BEGIN

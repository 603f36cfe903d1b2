//! JWT access/refresh token issuance and verification, and opaque
//! password-reset tokens.

use chrono::Utc;
use jsonwebtoken::{Algorithm, DecodingKey, EncodingKey, Header, Validation};
use serde::{Deserialize, Serialize};
use serde::de::DeserializeOwned;
use sha2::{Digest, Sha256};
use shopfront_core::models::user::{Role, User};
use uuid::Uuid;

use crate::config::AuthConfig;
use crate::error::AuthError;

/// JWT claims embedded in every access token.
#[derive(Debug, Clone, Serialize, Deserialize)]
pub struct AccessTokenClaims {
    /// Subject: the user ID (UUID string).
    pub sub: String,
    pub email: String,
    pub role: Role,
    /// Issuer.
    pub iss: String,
    /// Issued-at (Unix timestamp).
    pub iat: i64,
    /// Expiration (Unix timestamp).
    pub exp: i64,
    /// Unique token ID (UUID string).
    pub jti: String,
}

/// JWT claims embedded in every refresh token.
#[derive(Debug, Clone, Serialize, Deserialize)]
pub struct RefreshTokenClaims {
    pub sub: String,
    pub iss: String,
    pub iat: i64,
    pub exp: i64,
    pub jti: String,
}

impl AccessTokenClaims {
    pub fn user_id(&self) -> Result<Uuid, AuthError> {
        Uuid::parse_str(&self.sub).map_err(|e| AuthError::TokenInvalid(format!("bad subject: {e}")))
    }
}

impl RefreshTokenClaims {
    pub fn user_id(&self) -> Result<Uuid, AuthError> {
        Uuid::parse_str(&self.sub).map_err(|e| AuthError::TokenInvalid(format!("bad subject: {e}")))
    }
}

fn encode<T: Serialize>(claims: &T, secret: &str) -> Result<String, AuthError> {
    if secret.is_empty() {
        return Err(AuthError::Crypto("token secret is not configured".into()));
    }
    let key = EncodingKey::from_secret(secret.as_bytes());
    jsonwebtoken::encode(&Header::new(Algorithm::HS256), claims, &key)
        .map_err(|e| AuthError::Crypto(format!("JWT encode: {e}")))
}

fn decode<T: DeserializeOwned>(token: &str, secret: &str, issuer: &str) -> Result<T, AuthError> {
    let key = DecodingKey::from_secret(secret.as_bytes());

    let mut validation = Validation::new(Algorithm::HS256);
    validation.set_issuer(&[issuer]);
    validation.set_required_spec_claims(&["sub", "exp", "iat", "iss"]);

    jsonwebtoken::decode::<T>(token, &key, &validation)
        .map(|data| data.claims)
        .map_err(|e| match e.kind() {
            jsonwebtoken::errors::ErrorKind::ExpiredSignature => AuthError::TokenExpired,
            _ => AuthError::TokenInvalid(e.to_string()),
        })
}

/// Issue a signed HS256 access token for `user`.
pub fn issue_access_token(user: &User, config: &AuthConfig) -> Result<String, AuthError> {
    let now = Utc::now().timestamp();
    let claims = AccessTokenClaims {
        sub: user.id.to_string(),
        email: user.email.clone(),
        role: user.role,
        iss: config.jwt_issuer.clone(),
        iat: now,
        exp: now + config.access_token_lifetime_secs as i64,
        jti: Uuid::new_v4().to_string(),
    };
    encode(&claims, &config.access_token_secret)
}

/// Issue a signed HS256 refresh token for the user with `user_id`.
pub fn issue_refresh_token(user_id: Uuid, config: &AuthConfig) -> Result<String, AuthError> {
    let now = Utc::now().timestamp();
    let claims = RefreshTokenClaims {
        sub: user_id.to_string(),
        iss: config.jwt_issuer.clone(),
        iat: now,
        exp: now + config.refresh_token_lifetime_secs as i64,
        jti: Uuid::new_v4().to_string(),
    };
    encode(&claims, &config.refresh_token_secret)
}

/// Decode and verify an access token (signature, expiry, issuer).
///
/// Purely stateless; the caller resolves the subject.
pub fn decode_access_token(
    token: &str,
    config: &AuthConfig,
) -> Result<AccessTokenClaims, AuthError> {
    decode(token, &config.access_token_secret, &config.jwt_issuer)
}

pub fn decode_refresh_token(
    token: &str,
    config: &AuthConfig,
) -> Result<RefreshTokenClaims, AuthError> {
    decode(token, &config.refresh_token_secret, &config.jwt_issuer)
}

/// Generate a password-reset token: 20 random bytes, hex-encoded.
///
/// Returns `(raw, hash)`. The raw token goes into the reset link, only
/// the hash is stored.
pub fn generate_reset_token() -> (String, String) {
    let mut rng = rand::rng();
    let bytes: [u8; 20] = rand::Rng::random(&mut rng);
    let raw = hex::encode(bytes);
    let hash = hash_reset_token(&raw);
    (raw, hash)
}

/// SHA-256 hash of a raw reset token, hex-encoded.
pub fn hash_reset_token(raw: &str) -> String {
    let mut hasher = Sha256::new();
    hasher.update(raw.as_bytes());
    hex::encode(hasher.finalize())
}

#[cfg(test)]
mod tests {
    use super::*;

    fn test_config() -> AuthConfig {
        AuthConfig {
            access_token_secret: "access-secret".into(),
            refresh_token_secret: "refresh-secret".into(),
            jwt_issuer: "shopfront-test".into(),
            ..Default::default()
        }
    }

    fn test_user() -> User {
        let now = Utc::now();
        User {
            id: Uuid::new_v4(),
            full_name: "Asha".into(),
            email: "asha@example.com".into(),
            phone: None,
            password_hash: String::new(),
            avatar: None,
            role: Role::Admin,
            refresh_token: None,
            reset_password_token: None,
            reset_password_expires_at: None,
            created_at: now,
            updated_at: now,
        }
    }

    #[test]
    fn access_token_carries_identity() {
        let config = test_config();
        let user = test_user();

        let token = issue_access_token(&user, &config).unwrap();
        let claims = decode_access_token(&token, &config).unwrap();

        assert_eq!(claims.user_id().unwrap(), user.id);
        assert_eq!(claims.email, "asha@example.com");
        assert_eq!(claims.role, Role::Admin);
        assert_eq!(claims.iss, "shopfront-test");
        assert_eq!(claims.exp - claims.iat, 1800);
    }

    #[test]
    fn token_kinds_are_not_interchangeable() {
        let config = test_config();
        let user = test_user();

        let access = issue_access_token(&user, &config).unwrap();
        let refresh = issue_refresh_token(user.id, &config).unwrap();

        assert!(decode_refresh_token(&access, &config).is_err());
        assert!(decode_access_token(&refresh, &config).is_err());
        assert_eq!(
            decode_refresh_token(&refresh, &config).unwrap().user_id().unwrap(),
            user.id
        );
    }

    #[test]
    fn wrong_issuer_is_rejected() {
        let config = test_config();
        let token = issue_access_token(&test_user(), &config).unwrap();

        let other = AuthConfig {
            jwt_issuer: "someone-else".into(),
            ..test_config()
        };
        assert!(matches!(
            decode_access_token(&token, &other),
            Err(AuthError::TokenInvalid(_))
        ));
    }

    #[test]
    fn expired_token_is_reported_as_expired() {
        let config = test_config();
        let now = Utc::now().timestamp();
        let claims = RefreshTokenClaims {
            sub: Uuid::new_v4().to_string(),
            iss: config.jwt_issuer.clone(),
            iat: now - 7200,
            exp: now - 3600,
            jti: Uuid::new_v4().to_string(),
        };
        let token = encode(&claims, &config.refresh_token_secret).unwrap();
        assert!(matches!(
            decode_refresh_token(&token, &config),
            Err(AuthError::TokenExpired)
        ));
    }

    #[test]
    fn missing_secret_is_a_crypto_error() {
        let config = AuthConfig::default();
        assert!(matches!(
            issue_access_token(&test_user(), &config),
            Err(AuthError::Crypto(_))
        ));
    }

    #[test]
    fn jti_is_unique() {
        let config = test_config();
        let user = test_user();
        let c1 = decode_access_token(&issue_access_token(&user, &config).unwrap(), &config).unwrap();
        let c2 = decode_access_token(&issue_access_token(&user, &config).unwrap(), &config).unwrap();
        assert_ne!(c1.jti, c2.jti);
    }

    #[test]
    fn reset_token_shape_and_hash() {
        let (raw, hash) = generate_reset_token();
        assert_eq!(raw.len(), 40);
        assert!(raw.chars().all(|c| c.is_ascii_hexdigit()));
        assert_eq!(hash, hash_reset_token(&raw));
        assert_eq!(hash.len(), 64);
        assert_ne!(generate_reset_token().0, raw);
    }
}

END

Using the listing above, gather each line that holds the string "Header" and copy it.

§ Result of this exercise
use jsonwebtoken::{Algorithm, DecodingKey, EncodingKey, Header, Validation};
    jsonwebtoken::encode(&Header::new(Algorithm::HS256), claims, &key)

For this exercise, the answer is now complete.